New York State fails to care about the unemployed!
New York State fails to care about the unemployed!
Left out of the progressive $212 billion budget, was Albany’s punitive tax on the unemployed.
Governor Cuomo and the Legislature under Senate Majority Leader Andrea Stewart-Cousins and Assembly Speaker Carl Heastie told the 3.9 million New Yorkers who lost their jobs and collected unemployment benefits during the COVID year of 2020 to pay up $1.4 billion, with an average tax bill of $365.
In a normal year, unemployment is fully taxable as unearned income, both by the IRS and New York. But understanding that COVID pushed many people off payrolls and that Congress sharply increased benefits, taxing that aid money is just foolish.

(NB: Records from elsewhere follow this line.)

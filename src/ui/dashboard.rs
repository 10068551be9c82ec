use std::sync::Arc;

use crossterm::event::KeyEvent;
use ratatui::Frame;
use ratatui::layout::{Constraint, Direction, Layout, Rect};
use ratatui::style::{Modifier, Style};
use ratatui::text::{Line, Span};
use ratatui::widgets::{Block, Borders, Paragraph, Wrap};

use crate::cluster::ResourceKind;
use crate::config::KeyResolver;
use crate::state::AppState;
use crate::theme::Theme;
use crate::ui::components::{ResourceList, ResourceListEvent};
use crate::ui::{Component, EventResult, Result, error_view, hint_bar, log_panel};

const TITLE: &str = "Kubernetes & KrakenD Dashboard";

/// The three resource panels, in focus order.
#[derive(Debug, Clone, Copy, PartialEq, Eq, Default)]
pub enum Panel {
    #[default]
    Pods,
    Deployments,
    Services,
}

impl Panel {
    pub const fn kind(self) -> ResourceKind {
        match self {
            Self::Pods => ResourceKind::Pod,
            Self::Deployments => ResourceKind::Deployment,
            Self::Services => ResourceKind::Service,
        }
    }

    pub const fn title(self) -> &'static str {
        match self {
            Self::Pods => "Pods",
            Self::Deployments => "Deployments",
            Self::Services => "Services",
        }
    }

    #[must_use]
    pub const fn next(self) -> Self {
        match self {
            Self::Pods => Self::Deployments,
            Self::Deployments => Self::Services,
            Self::Services => Self::Pods,
        }
    }

    #[must_use]
    pub const fn prev(self) -> Self {
        match self {
            Self::Pods => Self::Services,
            Self::Deployments => Self::Pods,
            Self::Services => Self::Deployments,
        }
    }
}

/// View-local dashboard state: one cursor per panel and the focused panel.
pub struct DashboardView {
    pods: ResourceList,
    deployments: ResourceList,
    services: ResourceList,
    focus: Panel,
    /// Label selector the panels were queried with.
    selector: String,
}

impl DashboardView {
    pub fn new(resolver: &Arc<KeyResolver>, selector: impl Into<String>) -> Self {
        Self {
            pods: ResourceList::new(ResourceKind::Pod, resolver.clone()),
            deployments: ResourceList::new(ResourceKind::Deployment, resolver.clone()),
            services: ResourceList::new(ResourceKind::Service, resolver.clone()),
            focus: Panel::default(),
            selector: selector.into(),
        }
    }

    /// Panel title qualified with the label selector, e.g. `Pods (app=my-app)`.
    fn panel_title(&self, panel: Panel) -> String {
        if self.selector.is_empty() {
            panel.title().to_string()
        } else {
            format!("{} ({})", panel.title(), self.selector)
        }
    }

    pub const fn focus(&self) -> Panel {
        self.focus
    }

    pub fn focus_next(&mut self) {
        self.focus = self.focus.next();
    }

    pub fn focus_prev(&mut self) {
        self.focus = self.focus.prev();
    }

    const fn list(&self, panel: Panel) -> &ResourceList {
        match panel {
            Panel::Pods => &self.pods,
            Panel::Deployments => &self.deployments,
            Panel::Services => &self.services,
        }
    }

    fn list_mut(&mut self, panel: Panel) -> &mut ResourceList {
        match panel {
            Panel::Pods => &mut self.pods,
            Panel::Deployments => &mut self.deployments,
            Panel::Services => &mut self.services,
        }
    }

    /// Clamp every cursor to the current snapshot.
    pub fn sync(&mut self, state: &AppState) {
        for list in [&mut self.pods, &mut self.deployments, &mut self.services] {
            let len = state.resources(list.kind()).len();
            list.set_len(len);
        }
    }

    /// Name of the pod under the pod panel's cursor.
    pub fn highlighted_pod<'a>(&self, state: &'a AppState) -> Option<&'a str> {
        let index = self.pods.selected()?;
        state
            .resources(ResourceKind::Pod)
            .get(index)
            .map(|item| item.name.as_str())
    }
}

impl Component for DashboardView {
    type Output = ResourceListEvent;

    fn handle_key(&mut self, key: KeyEvent) -> Result<EventResult<Self::Output>> {
        self.list_mut(self.focus).handle_key(key)
    }
}

/// Draw the whole dashboard for `state`.
pub fn render(
    frame: &mut Frame,
    state: &AppState,
    view: &DashboardView,
    theme: &Theme,
    resolver: &KeyResolver,
) {
    let area = frame.area();
    frame.render_widget(Block::default().style(Style::default().bg(theme.base)), area);

    if let Some(error) = state.error() {
        error_view::render(frame, area, error, resolver, theme);
        return;
    }

    let [title_area, panels_area, bottom_area, hints_area] = Layout::default()
        .direction(Direction::Vertical)
        .constraints([
            Constraint::Length(1),
            Constraint::Percentage(45),
            Constraint::Min(6),
            Constraint::Length(1),
        ])
        .areas(area);

    frame.render_widget(
        Paragraph::new(Line::from(Span::styled(
            TITLE,
            Style::default().fg(theme.title()).add_modifier(Modifier::BOLD),
        ))),
        title_area,
    );

    let panel_areas: [Rect; 3] = Layout::default()
        .direction(Direction::Horizontal)
        .constraints([Constraint::Ratio(1, 3); 3])
        .areas(panels_area);

    for (panel, panel_area) in [Panel::Pods, Panel::Deployments, Panel::Services]
        .into_iter()
        .zip(panel_areas)
    {
        view.list(panel).render(
            frame,
            panel_area,
            &view.panel_title(panel),
            state.resources(panel.kind()),
            view.focus() == panel,
            state.selected_pod(),
            theme,
        );
    }

    let [logs_area, endpoint_area] = Layout::default()
        .direction(Direction::Horizontal)
        .constraints([Constraint::Percentage(70), Constraint::Percentage(30)])
        .areas(bottom_area);

    log_panel::render(frame, logs_area, state.selected_pod(), state.logs(), theme);
    render_endpoint(frame, endpoint_area, state, theme);
    hint_bar::render(frame, hints_area, resolver, theme);
}

fn render_endpoint(frame: &mut Frame, area: Rect, state: &AppState, theme: &Theme) {
    let block = Block::default()
        .title(" Gateway ")
        .title_style(Style::default().fg(theme.title()).add_modifier(Modifier::BOLD))
        .borders(Borders::ALL)
        .border_type(theme.border_type)
        .border_style(Style::default().fg(theme.border()));

    let line = Line::from(vec![
        Span::styled("KrakenD Endpoint: ", Style::default().fg(theme.muted())),
        Span::styled(state.endpoint().to_string(), Style::default().fg(theme.teal)),
    ]);

    frame.render_widget(
        Paragraph::new(line).block(block).wrap(Wrap { trim: true }),
        area,
    );
}

#[cfg(test)]
mod tests {
    use crossterm::event::{KeyCode, KeyModifiers};
    use ratatui::Terminal;
    use ratatui::backend::TestBackend;

    use super::*;
    use crate::cluster::{ResourceItem, StreamTag};
    use crate::message::Message;

    fn loaded(kind: ResourceKind, items: Vec<ResourceItem>) -> Message {
        Message::ResourcesLoaded {
            kind,
            result: Ok(items),
        }
    }

    fn draw(state: &AppState, view: &DashboardView) -> String {
        let mut terminal = Terminal::new(TestBackend::new(140, 40)).unwrap();
        terminal
            .draw(|frame| render(frame, state, view, &Theme::default(), &KeyResolver::default()))
            .unwrap();
        terminal
            .backend()
            .buffer()
            .content()
            .iter()
            .map(|cell| cell.symbol())
            .collect()
    }

    fn dashboard_view() -> DashboardView {
        DashboardView::new(&Arc::new(KeyResolver::default()), "app=my-app")
    }

    fn populated() -> AppState {
        let mut state = AppState::new(100);
        state.apply(loaded(
            ResourceKind::Pod,
            vec![
                ResourceItem::pod("my-pod", "Running"),
                ResourceItem::pod("other-pod", "Pending"),
            ],
        ));
        state.apply(loaded(
            ResourceKind::Deployment,
            vec![ResourceItem::deployment("my-app", 1, 1)],
        ));
        state.apply(loaded(
            ResourceKind::Service,
            vec![ResourceItem::service("my-app-service", "10.0.0.1")],
        ));
        state.apply(Message::EndpointLoaded(Ok("/api/v1".to_string())));
        state
    }

    #[test]
    fn test_renders_panels_and_endpoint() {
        let state = populated();
        let mut view = dashboard_view();
        view.sync(&state);

        let screen = draw(&state, &view);
        assert!(screen.contains(TITLE));
        assert!(screen.contains("Pods (app=my-app) [2]"));
        assert!(screen.contains("Deployments (app=my-app) [1]"));
        assert!(screen.contains("my-pod"));
        assert!(screen.contains("1/1 ready"));
        assert!(screen.contains("my-app-service"));
        assert!(screen.contains("KrakenD Endpoint: /api/v1"));
        assert!(screen.contains("Select a pod"));
    }

    #[test]
    fn test_empty_selector_leaves_plain_titles() {
        let state = populated();
        let mut view = DashboardView::new(&Arc::new(KeyResolver::default()), "");
        view.sync(&state);

        let screen = draw(&state, &view);
        assert!(screen.contains(" Pods [2] "));
        assert!(!screen.contains("Pods ("));
    }

    #[test]
    fn test_renders_selected_pod_logs() {
        let mut state = populated();
        state.apply(Message::Select("my-pod".to_string()));
        state.apply(Message::LogLine {
            tag: StreamTag::new("my-pod", 1),
            line: "server started\n".to_string(),
        });
        let mut view = dashboard_view();
        view.sync(&state);

        let screen = draw(&state, &view);
        assert!(screen.contains("Logs: my-pod"));
        assert!(screen.contains("server started"));
    }

    #[test]
    fn test_error_replaces_dashboard() {
        let mut state = populated();
        state.apply(Message::ResourcesLoaded {
            kind: ResourceKind::Pod,
            result: Err("connection refused".to_string()),
        });
        let view = dashboard_view();

        let screen = draw(&state, &view);
        assert!(screen.contains("Error: connection refused"));
        assert!(screen.contains("Press q to quit"));
        assert!(!screen.contains("my-pod"));
        assert!(!screen.contains("KrakenD Endpoint"));
    }

    #[test]
    fn test_error_freezes_output() {
        let mut state = populated();
        state.apply(Message::Failed("boom".to_string()));
        let view = dashboard_view();
        let before = draw(&state, &view);

        state.apply(loaded(ResourceKind::Pod, vec![ResourceItem::pod("new-pod", "Running")]));
        state.apply(Message::EndpointLoaded(Ok("/other".to_string())));

        assert_eq!(draw(&state, &view), before);
    }

    #[test]
    fn test_focus_routes_navigation() {
        let state = populated();
        let mut view = dashboard_view();
        view.sync(&state);
        let down = KeyEvent::new(KeyCode::Down, KeyModifiers::NONE);

        view.focus_next();
        assert_eq!(view.focus(), Panel::Deployments);
        view.handle_key(down).unwrap();
        assert_eq!(view.highlighted_pod(&state), Some("my-pod"));

        view.focus_prev();
        view.handle_key(down).unwrap();
        assert_eq!(view.highlighted_pod(&state), Some("other-pod"));

        view.focus_prev();
        assert_eq!(view.focus(), Panel::Services);
    }
}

So, President Biden’s $1.9 trillion COVID bill was correctly amended when it passed last month, exempting, for 2020, the first $10,200 of unemployment for people making under $150,000. New York tax law would usually automatically follow, under a policy called rolling conformity, but the state severed, or decoupled, a year ago.
That meant that Albany had to write its own exemption, but complicating things was Congress inserting language into the bailout bill prohibiting states from cutting taxes. The Treasury Department was expected to give guidance on what would happen; New York officials kept asking Washington for guidance but to no avail.
It was only on Wednesday that the federal government gave states the okay to change their own tax codes to match IRS rules and not suffer any penalty. That was a month after Biden signed the COVID relief bill. The uncertainty was one of the problems that stopped Albany from acting. Now that the coast is clear, NYS needs follow the feds and do so before the May 17 Tax Day Deadline.